Last January, an FBI agent entered a branch of the St. Louis Public Library and requested a list of all the sign-up sheets showing names of people who used library computers on Dec. 28, 2002. Even though the FBI agent did not have a warrant or subpoena, the library quickly surrendered the list of all users. The FBI acted because someone phoned in a tip that they “smelled something strange” about a library patron of Middle Eastern descent.

Welcome to America under the Patriot Act. One person claims to “smell something,” and the feds can round up everyone’s records. From books you check out to credit card purchases, money transfers to medications, your activities are now subject to federal surveillance. Uncle Sam now has a blank check to search and pry—all in the name of security.

Last October, then House Majority Leader Dick Armey branded our own Justice Department “the biggest threat to personal liberty in the country.” And while that characterization of a Republican Justice Department makes many conservatives cringe, the DOJ has been working overtime to expand its power —and the biggest danger may be yet to come.

When John Ashcroft was in the U.S. Senate, he was a leader in the fight to protect Americans’ privacy. In an August 1997 op-ed, Ashcroft declared, “This is no reason to hand Big Brother the keys to unlock our e-mail diaries, open our ATM records, read our medical records, or translate our international communications.” His early days as attorney general showed a keen appreciation for the Bill of Rights’ constraints. That changed on 9/11. Within days of the Twin Towers’ collapse, Ashcroft began strong-arming Congress to enact sweeping anti-terrorism legislation—and Americans seemed ready to trade a measure of liberty to restore their shaken security. The month of the attacks, an NBC/Wall Street Journal poll found 78 percent willing to have Internet activity monitored. The administration took this as free rein, moving swiftly to enact the Patriot (Provide Appropriate Tools Required to Intercept and Obstruct Terrorism) Act. Some of its provisions were simply updates to existing law. As. Sen. Russell Feingold (D-Wis.), the only senator to vote against the act observed, “It made sense to stiffen penalties and lengthen or eliminate statutes of limitation for certain terrorist crimes.” But the Patriot Act goes far beyond “good government” amendments.

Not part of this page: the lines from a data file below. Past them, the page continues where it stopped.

// SPDX-License-Identifier: GPL-3.0-or-later
// Copyright (C) 2026 Erik van der Tier

// Readable assembly (.rasm) to standard PIC assembly (.asm).

use std::path::PathBuf;
use std::process;

use clap::{ArgAction, Parser};

use picrasm::cli::{
    exit_code, load_table, read_input, validate_common, write_output, CommonOpts, DiagnosticsSink,
    OutputFormat, VERSION,
};
use picrasm::reference::{render_reference, render_reference_json};
use picrasm::translate::translate;

const LONG_ABOUT: &str = "Translate readable PIC16/PIC18 assembly (.rasm) to standard PIC assembly.

English and Slovenian readable names may be mixed within one input file.
Standard mnemonics already present in the input pass through unchanged.
Omit INPUT to print the full instruction reference instead.";

#[derive(Parser, Debug)]
#[command(
    name = "rasm2asm",
    version = VERSION,
    about = "Readable PIC16/PIC18 assembly to standard assembly",
    long_about = LONG_ABOUT
)]
struct Cli {
    #[arg(
        value_name = "INPUT",
        long_help = "Input file with readable assembly (.rasm). Omit to print the instruction reference."
    )]
    input: Option<PathBuf>,
    #[arg(
        short = 'o',
        long = "output",
        value_name = "FILE",
        long_help = "Output file for the translated assembly. Defaults to stdout."
    )]
    output: Option<PathBuf>,
    #[arg(
        long = "ref",
        action = ArgAction::SetTrue,
        long_help = "Print the full instruction reference table and exit."
    )]
    show_reference: bool,
    #[command(flatten)]
    common: CommonOpts,
}

fn run(cli: &Cli) -> Result<i32, picrasm::error::RasmError> {
    let config = validate_common(&cli.common)?;
    let table = load_table(&config)?;

    if cli.show_reference || cli.input.is_none() {
        match config.output_format {
            OutputFormat::Text => print!("{}", render_reference(&table)),
            OutputFormat::Json => println!("{}", render_reference_json(&table)),
        }
    }

    let Some(input) = cli.input.as_deref() else {
        return Ok(0);
    };
    let source = read_input(input)?;
    let result = translate(&source, &table);

    let mut sink = DiagnosticsSink::from_config(&config.diagnostics_sink)?;
    sink.emit_diagnostics(
        input,
        &result.diagnostics,
        config.warning_policy,
        config.output_format,
    );

    if write_output(cli.output.as_deref(), &result.text)? && !config.quiet {
        if let Some(path) = &cli.output {
            eprintln!("Translated assembly written to: {}", path.display());
        }
    }

    Ok(exit_code(&result.diagnostics, config.warning_policy))
}

fn main() {
    let cli = Cli::parse();
    match run(&cli) {
        Ok(code) => process::exit(code),
        Err(err) => {
            eprintln!("rasm2asm: {err}");
            process::exit(1);
        }
    }
}

#[cfg(test)]
mod tests {
    use super::*;

    #[test]
    fn input_is_optional() {
        let cli = Cli::parse_from(["rasm2asm"]);
        assert!(cli.input.is_none());
        assert!(!cli.show_reference);
    }

    #[test]
    fn reference_flag_parses_alongside_an_input() {
        let cli = Cli::parse_from(["rasm2asm", "--ref", "blink.rasm"]);
        assert!(cli.show_reference);
        assert_eq!(cli.input, Some(PathBuf::from("blink.rasm")));
    }

    #[test]
    fn output_and_diagnostics_flags_parse() {
        let cli = Cli::parse_from([
            "rasm2asm", "blink.rasm", "-o", "blink.asm", "-q", "-E", "diag.log",
        ]);
        assert_eq!(cli.output, Some(PathBuf::from("blink.asm")));
        assert!(cli.common.quiet);
        assert_eq!(cli.common.error_file, Some(PathBuf::from("diag.log")));
    }
}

It empowers federal agents to cannibalize Americans’ e-mail with Carnivore wiretaps, allows federal agents to commandeer library records, and requires banks to surrender personal account information. It also authorizes federal agents to confiscate bulk cash from travelers who fail to fill out Customs Service forms disclosing how much money they are taking out of or into the U.S. and allows the attorney general to order long-term detentions if he has “reasonable grounds to believe that the alien is engaged in any activity that endangers the national security of the United States.” Last year alone, Ashcroft personally issued 170 emergency domestic spying warrants, permitting agents to carry out wiretaps and search homes and offices for up to 72 hours before requesting a search warrant from the Foreign Intelligence Surveillance Court.

When privacy-minded legislators question these new powers, the Justice Department stonewalls. House Judiciary Chairman James Sensenbrenner (R-Wis.) threatened to subpoena the DOJ last summer to get information to which his committee is specifically entitled. Justice eventually divulged a few fragments of information but has refused to reveal the number of secret searches, the number of libraries whose records have been seized, and how often Carnivore e-mail wiretaps have been used. Freedom has apparently become so fragile that citizens can no longer be permitted to know how often their government invades their privacy.

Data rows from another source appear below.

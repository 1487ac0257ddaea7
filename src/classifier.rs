// SPDX-License-Identifier: GPL-3.0-or-later
// Copyright (C) 2026 Erik van der Tier

//! Line classifier for assembly source.
//!
//! Classification is purely syntactic: the first candidate token of an
//! instruction line is located by byte offset, and everything else on the
//! line (indentation, label, operands, comment) is preserved verbatim by
//! the translators. Whether the token exists in the table is the
//! translator's concern, not the classifier's.

use std::ops::Range;

/// Assembler directives and pseudo-ops that are never translated.
const DIRECTIVES: &[&str] = &[
    "LIST", "INCLUDE", "CONFIG", "ORG", "EQU", "SET", "CONSTANT", "VARIABLE", "CBLOCK", "ENDC",
    "DB", "DW", "DE", "DT", "DATA", "RES", "FILL", "IF", "ELSE", "ENDIF", "IFDEF", "IFNDEF",
    "WHILE", "ENDW", "MACRO", "ENDM", "LOCAL", "EXITM", "EXPAND", "NOEXPAND", "MESSG", "ERROR",
    "ERRORLEVEL", "PAGE", "TITLE", "SUBTITLE", "SPACE", "NOLIST", "RADIX", "PROCESSOR", "END",
    "BANKSEL", "BANKISEL", "PAGESEL", "__CONFIG", "__IDLOCS", "__BADRAM", "__MAXRAM", "EXTERN",
    "GLOBAL", "CODE", "UDATA", "UDATA_SHR", "UDATA_ACS", "IDATA",
];

/// Kind of a classified source line.
#[derive(Debug, Clone, Copy, PartialEq, Eq)]
pub enum LineKind {
    Blank,
    Comment,
    Label,
    Directive,
    Instruction,
    Assignment,
}

/// One classified line of input.
///
/// Spans are byte ranges into `raw`. Produced transiently per line and
/// discarded once the corresponding output line is emitted.
#[derive(Debug, Clone)]
pub struct SourceLine<'a> {
    pub raw: &'a str,
    pub kind: LineKind,
    /// Label token including the trailing `:`, when present.
    pub label: Option<Range<usize>>,
    /// Candidate mnemonic/readable-name token for `Instruction` lines.
    pub token: Option<Range<usize>>,
    /// Byte offset of the `;` starting the preserved comment suffix.
    pub comment: Option<usize>,
    /// Byte offset of the top-level `=` for `Assignment` lines.
    pub eq: Option<usize>,
}

impl<'a> SourceLine<'a> {
    fn plain(raw: &'a str, kind: LineKind, comment: Option<usize>) -> Self {
        Self {
            raw,
            kind,
            label: None,
            token: None,
            comment,
            eq: None,
        }
    }

    /// Candidate token text for `Instruction` lines.
    pub fn token_text(&self) -> Option<&'a str> {
        self.token.clone().map(|span| &self.raw[span])
    }
}

pub fn is_directive(token: &str) -> bool {
    if token.starts_with('#') || token.starts_with('.') {
        return true;
    }
    DIRECTIVES.iter().any(|d| d.eq_ignore_ascii_case(token))
}

/// Classify one source line (without its terminator).
pub fn classify(raw: &str) -> SourceLine<'_> {
    let comment = find_comment(raw);
    let content_end = comment.unwrap_or(raw.len());
    let content = &raw[..content_end];

    if content.trim().is_empty() {
        let kind = if comment.is_some() {
            LineKind::Comment
        } else {
            LineKind::Blank
        };
        return SourceLine::plain(raw, kind, comment);
    }

    let (first_start, first_end) = match next_token(content, 0) {
        Some(span) => span,
        None => return SourceLine::plain(raw, LineKind::Blank, comment),
    };
    let first = &content[first_start..first_end];

    // Label token; the remainder of the line classifies on its own.
    if let Some(stripped) = first.strip_suffix(':') {
        if !stripped.is_empty() {
            let rest = classify_body(raw, content, first_end, comment);
            return SourceLine {
                label: Some(first_start..first_end),
                ..rest
            };
        }
    }

    if is_directive(first) {
        return SourceLine::plain(raw, LineKind::Directive, comment);
    }

    // MPASM symbol definition: a column-1 symbol followed by a directive
    // (`COUNT EQU 0x20`). Treating COUNT as a candidate mnemonic would
    // produce a spurious warning for every symbol definition.
    if first_start == 0 {
        if let Some((next_start, next_end)) = next_token(content, first_end) {
            if is_directive(&content[next_start..next_end]) {
                return SourceLine::plain(raw, LineKind::Directive, comment);
            }
        }
    }

    classify_body(raw, content, first_start, comment)
}

/// Classify the instruction/assignment body starting at `from`.
fn classify_body<'a>(
    raw: &'a str,
    content: &str,
    from: usize,
    comment: Option<usize>,
) -> SourceLine<'a> {
    let (start, end) = match next_token(content, from) {
        Some(span) => span,
        None => return SourceLine::plain(raw, LineKind::Label, comment),
    };

    let token = &content[start..end];
    if is_directive(token) {
        return SourceLine::plain(raw, LineKind::Directive, comment);
    }

    if let Some(eq) = find_assignment_eq(content, start) {
        return SourceLine {
            raw,
            kind: LineKind::Assignment,
            label: None,
            token: None,
            comment,
            eq: Some(eq),
        };
    }

    SourceLine {
        raw,
        kind: LineKind::Instruction,
        label: None,
        token: Some(start..end),
        comment,
        eq: None,
    }
}

/// First `;` outside single- or double-quoted regions.
fn find_comment(line: &str) -> Option<usize> {
    let bytes = line.as_bytes();
    let mut quote: Option<u8> = None;
    for (idx, &b) in bytes.iter().enumerate() {
        match quote {
            Some(q) => {
                if b == q {
                    quote = None;
                }
            }
            None => match b {
                b'\'' | b'"' => quote = Some(b),
                b';' => return Some(idx),
                _ => {}
            },
        }
    }
    None
}

/// Next whitespace-delimited token at or after `from`, as byte offsets.
fn next_token(content: &str, from: usize) -> Option<(usize, usize)> {
    let bytes = content.as_bytes();
    let mut start = from;
    while start < bytes.len() && bytes[start].is_ascii_whitespace() {
        start += 1;
    }
    if start >= bytes.len() {
        return None;
    }
    let mut end = start;
    while end < bytes.len() && !bytes[end].is_ascii_whitespace() {
        end += 1;
    }
    Some((start, end))
}

/// Top-level `=` of an assignment body, ignoring `==`/`<=`/`>=`/`!=`.
fn find_assignment_eq(content: &str, from: usize) -> Option<usize> {
    let bytes = content.as_bytes();
    let mut idx = from;
    while idx < bytes.len() {
        if bytes[idx] == b'=' {
            let prev = if idx > 0 { bytes[idx - 1] } else { b' ' };
            let next = bytes.get(idx + 1).copied().unwrap_or(b' ');
            if prev != b'=' && prev != b'<' && prev != b'>' && prev != b'!' && next != b'=' {
                return Some(idx);
            }
        }
        idx += 1;
    }
    None
}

Some intrusive provisions of the Patriot Act were temporary—set to expire in 2005 absent Congressional reauthorization. But Sen. Orrin Hatch (R-Utah), chairman of the Senate Judiciary Committee, recently proposed making the federal prying powers permanent.

The Wrong Response

The Patriot Act was rushed into law before any effort was made to understand why the feds failed to stop the 9/11 attacks. The government could have done a better job of tracking the terrorist suspects, but the feds had all the relevant information to detect and block the conspiracy to hijack four airplanes. The Joint House-Senate Intelligence Committee observed that the FBI’s negligence “contributed to the United States becoming, in effect, a sanctuary for radical terrorists.” Its investigation concluded, “It is at least a possibility that increased analysis, sharing and focus would have drawn greater attention to the growing potential for a major terrorist attack in the United States involving the aviation industry.”

But the administration rewarded failure by the FBI and intelligence agencies with bigger budgets, more power, and presidential commendations. There is nothing in the Patriot Act that can solve the problem of FBI agents who do not understand the Foreign Intelligence Surveillance Act or solve the shortage of CIA and National Security Agency employees who can read intercepted messages in the languages of prime terrorist threats. Neither does the legislation compensate for lackadaisical federal agents who failed to add promptly the names of al-Qaeda members to terrorism watch-lists or of analysts who ignored the cascading warnings of terrorists using stolen airplanes as flying bombs. The success of the 9/11 hijackers was due far more to a lack of government competence than to a shortfall in government power. Yet the Bush administration has successfully suppressed investigations and revelations of federal failures, thereby permitting Ashcroft and others to portray new government powers as the key to national safety.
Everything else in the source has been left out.